Thursday, 17 June 2021 10:55

Editorial: Tough road ahead

Written by  Staff Reporters
Trade and Agriculture Minister Damien O'Connor. Trade and Agriculture Minister Damien O'Connor.

OPINION: Trade Minister Damien O'Connor recently flew of to the UK and Eu in an effort to add some much needed momentum to the glacial pacde of free trade talks currently taking place between NZ and both Britain and Europe.

A big sticking point for any FTA with both is agriculture - with the EU and UK farming sectors highly protected and their farmers extremely adverse to any competition from unsubsidised producers from the antipodes.

It appears we are already on the back foot with a UK FTA conmpared to our trans-Tasman cousings, Australia. The jungle drums are beating that a comprehensive FTA (including agriculture) between Australia and the UK is likely to be announced at the upcoming G7 meeting. This follows a visit to the UK by Australia's trade minister Dan Tehan earlier in the year.

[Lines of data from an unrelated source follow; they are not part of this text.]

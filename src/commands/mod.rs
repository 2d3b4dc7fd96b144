//! Command handlers invoked by the binary

pub mod relocate;

pub use relocate::{handle_relocate_command, handle_relocate_in, render_outcome};
//! Author attribution for the relocated commit

use std::fmt;

use crate::git::UserConfig;

pub const MISSING_EMAIL_WARNING: &str = "No user email configured; committing without an email";
pub const MISSING_NAME_WARNING: &str = "No user name configured; committing without a name";

/// Resolved `--author` value for the relocated commit
#[derive(Clone, Debug, PartialEq, Eq)]
pub enum AuthorDescriptor {
    /// Rendered as `name <email>`
    Full { name: String, email: String },
    NameOnly(String),
    EmailOnly(String),
    /// Leave attribution to git's own configuration
    Absent,
}

impl AuthorDescriptor {
    /// Builds the descriptor from a resolved identity
    ///
    /// Returns the warnings to report alongside it, one for each missing part.
    pub fn resolve(identity: &UserConfig) -> (Self, Vec<String>) {
        match (identity.name.clone(), identity.email.clone()) {
            (Some(name), Some(email)) => (AuthorDescriptor::Full { name, email }, Vec::new()),
            (Some(name), None) => (
                AuthorDescriptor::NameOnly(name),
                vec![MISSING_EMAIL_WARNING.to_string()],
            ),
            (None, Some(email)) => (
                AuthorDescriptor::EmailOnly(email),
                vec![MISSING_NAME_WARNING.to_string()],
            ),
            (None, None) => (
                AuthorDescriptor::Absent,
                vec![
                    MISSING_NAME_WARNING.to_string(),
                    MISSING_EMAIL_WARNING.to_string(),
                ],
            ),
        }
    }

    /// Value for `git commit --author`, None when no override applies
    pub fn to_author_arg(&self) -> Option<String> {
        match self {
            AuthorDescriptor::Absent => None,
            other => Some(other.to_string()),
        }
    }
}

impl fmt::Display for AuthorDescriptor {
    fn fmt(&self, f: &mut fmt::Formatter<'_>) -> fmt::Result {
        match self {
            AuthorDescriptor::Full { name, email } => write!(f, "{name} <{email}>"),
            AuthorDescriptor::NameOnly(name) => f.write_str(name),
            AuthorDescriptor::EmailOnly(email) => f.write_str(email),
            AuthorDescriptor::Absent => f.write_str("(git default)"),
        }
    }
}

If O'Connor's trip to London was not already tough enough following this likelihood, he also has to contend with growing pressure from the UK's farming lobby on Boris Johnson's government. Recently, National Farmers Union president Minette Batters published an opinion piece in the Mail on Sunday headed: 'You can't level up by throwing our family farms under a bus'.

She mentioned how the UK is currently in trade negotiations with a number of major agricultural producers, including Australia and New Zealand and how these talks have "reached a crucial stage".

"And it's clear that negotiators from Australia and New Zealand are sticking firm to their hard-line demands for the complete removal of tariffs on all their exports to the UK," Batters opined. "This would make life unbearable for small British family farms, which, remember, must respect British laws governing high farm standards."

Batters then claimed it was all but impossible for British farmers to compete with "vast volumes of imports from the southern hemisphere". She then went on to falsely claim that UK producers would have to lower their environmental and animal welfare stands to compete with NZ and Australian produce.

In a highly emotive conclusion, Batters said: "The plain truth is this: removing tariffs for vast, unmanageable volumes of Australian beef or New Zealand lamb - of, God forbid, allowing zero tariffs on all their produce - could spell the end" (of British farming).

That's the attitude O'Connor faces on his trip to London. Good luck, he's going to need it!